(Collected data entries)

*** Block opens ***

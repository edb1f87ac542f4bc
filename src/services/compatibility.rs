use std::collections::HashSet;
use std::sync::Arc;
use std::thread;

use tracing::{debug, warn};

use crate::config::ScoringWeights;
use crate::error::{AppError, AppResult};
use crate::models::scheduling::{Client, Therapist};
use crate::services::score_cache::{ScoreCache, ScoreCacheKey, ScoreFunction};

/// Pairs per worker below which scoring stays on the calling thread.
const PARALLEL_THRESHOLD: usize = 64;

/// Underlying, uncached compatibility computation.
pub trait PairScorer: Send + Sync {
    fn compute(&self, therapist: &Therapist, client: &Client) -> AppResult<f64>;
}

/// Weighted blend of service match, specialty match, caseload headroom and
/// shared weekly availability.
#[derive(Debug, Clone, Default)]
pub struct WeightedPairScorer {
    weights: ScoringWeights,
}

impl WeightedPairScorer {
    pub fn new(weights: ScoringWeights) -> Self {
        Self { weights }
    }

    pub fn breakdown(&self, therapist: &Therapist, client: &Client) -> ScoreBreakdown {
        let preferences = normalized(&client.service_preferences);
        let services = normalized(&therapist.service_types);
        let specialties = normalized(&therapist.specialties);

        let service_match = ratio(
            preferences.intersection(&services).count() as f64,
            preferences.len() as f64,
        );
        let specialty_match = ratio(
            preferences.intersection(&specialties).count() as f64,
            preferences.len() as f64,
        );
        let caseload_headroom = if therapist.max_clients == 0 {
            0.0
        } else {
            (1.0 - therapist.current_clients as f64 / therapist.max_clients as f64).clamp(0.0, 1.0)
        };
        let shared_availability = ratio(
            therapist.availability.shared_minutes(&client.availability) as f64,
            client.availability.total_minutes() as f64,
        )
        .min(1.0);

        ScoreBreakdown {
            service_match,
            specialty_match,
            caseload_headroom,
            shared_availability,
        }
    }
}

impl PairScorer for WeightedPairScorer {
    fn compute(&self, therapist: &Therapist, client: &Client) -> AppResult<f64> {
        let parts = self.breakdown(therapist, client);
        let weights = &self.weights;
        let weighted = weights.service_match * parts.service_match
            + weights.specialty_match * parts.specialty_match
            + weights.caseload_headroom * parts.caseload_headroom
            + weights.shared_availability * parts.shared_availability;
        Ok(ratio(weighted, weights.total()))
    }
}

#[derive(Debug, Clone, Copy, PartialEq)]
pub struct ScoreBreakdown {
    pub service_match: f64,
    pub specialty_match: f64,
    pub caseload_headroom: f64,
    pub shared_availability: f64,
}

/// Cache-backed compatibility scoring keyed by `(therapist.id, client.id)`.
#[derive(Clone)]
pub struct CompatibilityScorer {
    cache: Arc<ScoreCache>,
    pair_scorer: Arc<dyn PairScorer>,
    workers: usize,
}

impl CompatibilityScorer {
    pub fn new(cache: Arc<ScoreCache>, weights: ScoringWeights) -> Self {
        Self::with_pair_scorer(cache, Arc::new(WeightedPairScorer::new(weights)))
    }

    pub fn with_pair_scorer(cache: Arc<ScoreCache>, pair_scorer: Arc<dyn PairScorer>) -> Self {
        Self {
            cache,
            pair_scorer,
            workers: 1,
        }
    }

    pub fn with_workers(mut self, workers: usize) -> Self {
        self.workers = workers.max(1);
        self
    }

    pub fn cache(&self) -> &Arc<ScoreCache> {
        &self.cache
    }

    pub fn score(&self, therapist: &Therapist, client: &Client) -> AppResult<f64> {
        let key = ScoreCacheKey::compatibility(&therapist.id, &client.id);
        self.cache.get_or_try_insert_with(&key, || {
            let value = self.pair_scorer.compute(therapist, client)?;
            if !value.is_finite() {
                return Err(AppError::scoring(
                    client.id.clone(),
                    format!("non-finite compatibility against therapist {}", therapist.id),
                ));
            }
            Ok(value.clamp(0.0, 1.0))
        })
    }

    /// Weekly minutes both parties are open, memoized like scores.
    pub fn shared_minutes(&self, therapist: &Therapist, client: &Client) -> i64 {
        let key = ScoreCacheKey::new(ScoreFunction::SharedAvailability, &therapist.id, &client.id);
        let minutes = self
            .cache
            .get_or_try_insert_with(&key, || {
                Ok::<_, AppError>(therapist.availability.shared_minutes(&client.availability) as f64)
            })
            .unwrap_or(0.0);
        minutes as i64
    }

    /// Scores pairs across scoped worker threads; results keep input order.
    /// A panicking worker turns its whole chunk into scoring errors.
    pub fn score_many(&self, pairs: &[(&Therapist, &Client)]) -> Vec<AppResult<f64>> {
        let workers = self.workers.min(pairs.len().div_ceil(PARALLEL_THRESHOLD)).max(1);
        if workers == 1 {
            return pairs.iter().map(|(t, c)| self.score(t, c)).collect();
        }

        let chunk_size = pairs.len().div_ceil(workers);
        debug!(target: "engine::scoring", pairs = pairs.len(), workers, "parallel scoring");

        thread::scope(|scope| {
            let handles: Vec<_> = pairs
                .chunks(chunk_size)
                .map(|chunk| {
                    let handle = scope.spawn(move || {
                        chunk
                            .iter()
                            .map(|(t, c)| self.score(t, c))
                            .collect::<Vec<_>>()
                    });
                    (chunk, handle)
                })
                .collect();

            handles
                .into_iter()
                .flat_map(|(chunk, handle)| match handle.join() {
                    Ok(results) => results,
                    Err(_) => {
                        warn!(target: "engine::scoring", size = chunk.len(), "scoring worker panicked");
                        chunk
                            .iter()
                            .map(|(_, c)| {
                                Err(AppError::scoring(c.id.clone(), "scoring worker panicked"))
                            })
                            .collect()
                    }
                })
                .collect()
        })
    }
}

fn normalized(values: &[String]) -> HashSet<String> {
    values
        .iter()
        .map(|value| value.trim().to_lowercase())
        .filter(|value| !value.is_empty())
        .collect()
}

fn ratio(numerator: f64, denominator: f64) -> f64 {
    if denominator <= 0.0 {
        0.0
    } else {
        numerator / denominator
    }
}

*** Block closes ***

# Activity:
Write out all of the records word for word.

# Written solution:
repository edb1f87ac542f4bc
filename src/services/compatibility.rs
use std::collections::HashSet;
use std::sync::Arc;
use std::thread;

use tracing::{debug, warn};

use crate::config::ScoringWeights;
use crate::error::{AppError, AppResult};
use crate::models::scheduling::{Client, Therapist};
use crate::services::score_cache::{ScoreCache, ScoreCacheKey, ScoreFunction};

/// Pairs per worker below which scoring stays on the calling thread.
const PARALLEL_THRESHOLD: usize = 64;

/// Underlying, uncached compatibility computation.
pub trait PairScorer: Send + Sync {
    fn compute(&self, therapist: &Therapist, client: &Client) -> AppResult<f64>;
}

/// Weighted blend of service match, specialty match, caseload headroom and
/// shared weekly availability.
#[derive(Debug, Clone, Default)]
pub struct WeightedPairScorer {
    weights: ScoringWeights,
}

impl WeightedPairScorer {
    pub fn new(weights: ScoringWeights) -> Self {
        Self { weights }
    }

    pub fn breakdown(&self, therapist: &Therapist, client: &Client) -> ScoreBreakdown {
        let preferences = normalized(&client.service_preferences);
        let services = normalized(&therapist.service_types);
        let specialties = normalized(&therapist.specialties);

        let service_match = ratio(
            preferences.intersection(&services).count() as f64,
            preferences.len() as f64,
        );
        let specialty_match = ratio(
            preferences.intersection(&specialties).count() as f64,
            preferences.len() as f64,
        );
        let caseload_headroom = if therapist.max_clients == 0 {
            0.0
        } else {
            (1.0 - therapist.current_clients as f64 / therapist.max_clients as f64).clamp(0.0, 1.0)
        };
        let shared_availability = ratio(
            therapist.availability.shared_minutes(&client.availability) as f64,
            client.availability.total_minutes() as f64,
        )
        .min(1.0);

        ScoreBreakdown {
            service_match,
            specialty_match,
            caseload_headroom,
            shared_availability,
        }
    }
}

impl PairScorer for WeightedPairScorer {
    fn compute(&self, therapist: &Therapist, client: &Client) -> AppResult<f64> {
        let parts = self.breakdown(therapist, client);
        let weights = &self.weights;
        let weighted = weights.service_match * parts.service_match
            + weights.specialty_match * parts.specialty_match
            + weights.caseload_headroom * parts.caseload_headroom
            + weights.shared_availability * parts.shared_availability;
        Ok(ratio(weighted, weights.total()))
    }
}

#[derive(Debug, Clone, Copy, PartialEq)]
pub struct ScoreBreakdown {
    pub service_match: f64,
    pub specialty_match: f64,
    pub caseload_headroom: f64,
    pub shared_availability: f64,
}

/// Cache-backed compatibility scoring keyed by `(therapist.id, client.id)`.
#[derive(Clone)]
pub struct CompatibilityScorer {
    cache: Arc<ScoreCache>,
    pair_scorer: Arc<dyn PairScorer>,
    workers: usize,
}

impl CompatibilityScorer {
    pub fn new(cache: Arc<ScoreCache>, weights: ScoringWeights) -> Self {
        Self::with_pair_scorer(cache, Arc::new(WeightedPairScorer::new(weights)))
    }

    pub fn with_pair_scorer(cache: Arc<ScoreCache>, pair_scorer: Arc<dyn PairScorer>) -> Self {
        Self {
            cache,
            pair_scorer,
            workers: 1,
        }
    }

    pub fn with_workers(mut self, workers: usize) -> Self {
        self.workers = workers.max(1);
        self
    }

    pub fn cache(&self) -> &Arc<ScoreCache> {
        &self.cache
    }

    pub fn score(&self, therapist: &Therapist, client: &Client) -> AppResult<f64> {
        let key = ScoreCacheKey::compatibility(&therapist.id, &client.id);
        self.cache.get_or_try_insert_with(&key, || {
            let value = self.pair_scorer.compute(therapist, client)?;
            if !value.is_finite() {
                return Err(AppError::scoring(
                    client.id.clone(),
                    format!("non-finite compatibility against therapist {}", therapist.id),
                ));
            }
            Ok(value.clamp(0.0, 1.0))
        })
    }

    /// Weekly minutes both parties are open, memoized like scores.
    pub fn shared_minutes(&self, therapist: &Therapist, client: &Client) -> i64 {
        let key = ScoreCacheKey::new(ScoreFunction::SharedAvailability, &therapist.id, &client.id);
        let minutes = self
            .cache
            .get_or_try_insert_with(&key, || {
                Ok::<_, AppError>(therapist.availability.shared_minutes(&client.availability) as f64)
            })
            .unwrap_or(0.0);
        minutes as i64
    }

    /// Scores pairs across scoped worker threads; results keep input order.
    /// A panicking worker turns its whole chunk into scoring errors.
    pub fn score_many(&self, pairs: &[(&Therapist, &Client)]) -> Vec<AppResult<f64>> {
        let workers = self.workers.min(pairs.len().div_ceil(PARALLEL_THRESHOLD)).max(1);
        if workers == 1 {
            return pairs.iter().map(|(t, c)| self.score(t, c)).collect();
        }

        let chunk_size = pairs.len().div_ceil(workers);
        debug!(target: "engine::scoring", pairs = pairs.len(), workers, "parallel scoring");

        thread::scope(|scope| {
            let handles: Vec<_> = pairs
                .chunks(chunk_size)
                .map(|chunk| {
                    let handle = scope.spawn(move || {
                        chunk
                            .iter()
                            .map(|(t, c)| self.score(t, c))
                            .collect::<Vec<_>>()
                    });
                    (chunk, handle)
                })
                .collect();

            handles
                .into_iter()
                .flat_map(|(chunk, handle)| match handle.join() {
                    Ok(results) => results,
                    Err(_) => {
                        warn!(target: "engine::scoring", size = chunk.len(), "scoring worker panicked");
                        chunk
                            .iter()
                            .map(|(_, c)| {
                                Err(AppError::scoring(c.id.clone(), "scoring worker panicked"))
                            })
                            .collect()
                    }
                })
                .collect()
        })
    }
}

fn normalized(values: &[String]) -> HashSet<String> {
    values
        .iter()
        .map(|value| value.trim().to_lowercase())
        .filter(|value| !value.is_empty())
        .collect()
}

fn ratio(numerator: f64, denominator: f64) -> f64 {
    if denominator <= 0.0 {
        0.0
    } else {
        numerator / denominator
    }
}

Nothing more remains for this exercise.